When we eat or drink, we don’t just experience taste, but rather a ‘flavour’. This taste experience arises from a combination of taste and smell, where aromas from food reach the nose via the oral cavity, known as retronasal odour. Researchers at Karolinska Institutet have now shown that the brain integrates these signals earlier than previously thought – already in the insula, a brain region known as the taste cortex – before the signals reach the frontal cortex, which controls our emotions and behaviour.
“We saw that the taste cortex reacts to taste-associated aromas as if they were real tastes,” explains lead author Putu Agus Khorisantono, researcher at the Department of Clinical Neuroscience, Karolinska Institutet. “The finding provides a possible explanation for why we sometimes experience taste from smell alone, for example in flavoured waters. This underscores how strongly odours and tastes work together to make food pleasurable, potentially inducing craving and encouraging overeating of certain foods.”
The study involved 25 healthy adults who were first taught to recognise both a sweet taste and a savoury taste through combinations of taste and smell. This was followed by two brain imaging sessions using functional magnetic resonance imaging (fMRI), in which the participants were given either a tasteless aroma or a taste without smell.
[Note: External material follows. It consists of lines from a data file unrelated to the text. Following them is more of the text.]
use std::collections::TryReserveError;

use thiserror::Error;

/// Errors reported at the calculator boundary.
///
/// Hitting a network or result cap is not an error: those lists are truncated silently and the
/// true count is reported alongside them.
#[derive(Debug, Error)]
pub enum Error {
    #[error("Target resistance must be greater than 0 (got {0})")]
    InvalidTarget(f64),

    #[error("Tolerance must be a non-negative percentage (got {0})")]
    InvalidTolerance(f64),

    #[error("Select at least one resistor value")]
    NoAvailableValues,

    #[error("Resistor values must be greater than 0 (got {0})")]
    InvalidValue(f64),

    #[error("Ladder resolution must be between 2 and 24 bits (got {0})")]
    InvalidBits(u32),

    #[error("Memory allocation failed: {0}")]
    Allocation(#[from] TryReserveError),

    #[cfg(feature = "expr_builder")]
    #[error("Invalid target expression: {0}")]
    Expression(String),
}

pub type Result<T> = std::result::Result<T, Error>;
The researchers trained an algorithm to recognise patterns in brain activity for sweet and savoury tastes, and then tested whether the same patterns could be identified when the participants were only given aromas.
May be relevant for our eating habits
The results showed that aromas that are perceived as sweet or savoury not only activated the same parts of the brain’s taste cortex as the actual tastes but that they evoke similar patterns of activation. This overlap was particularly evident in the parts of the taste cortex that are linked to the integration of sensory impressions.
“This shows that the brain does not process taste and smell separately, but rather creates a joint representation of the flavour experience in the taste cortex,” says the study’s last author, Janina Seubert, senior researcher at the same department at Karolinska Institutet. “This mechanism may be relevant for how our taste preferences and eating habits are formed and influenced.”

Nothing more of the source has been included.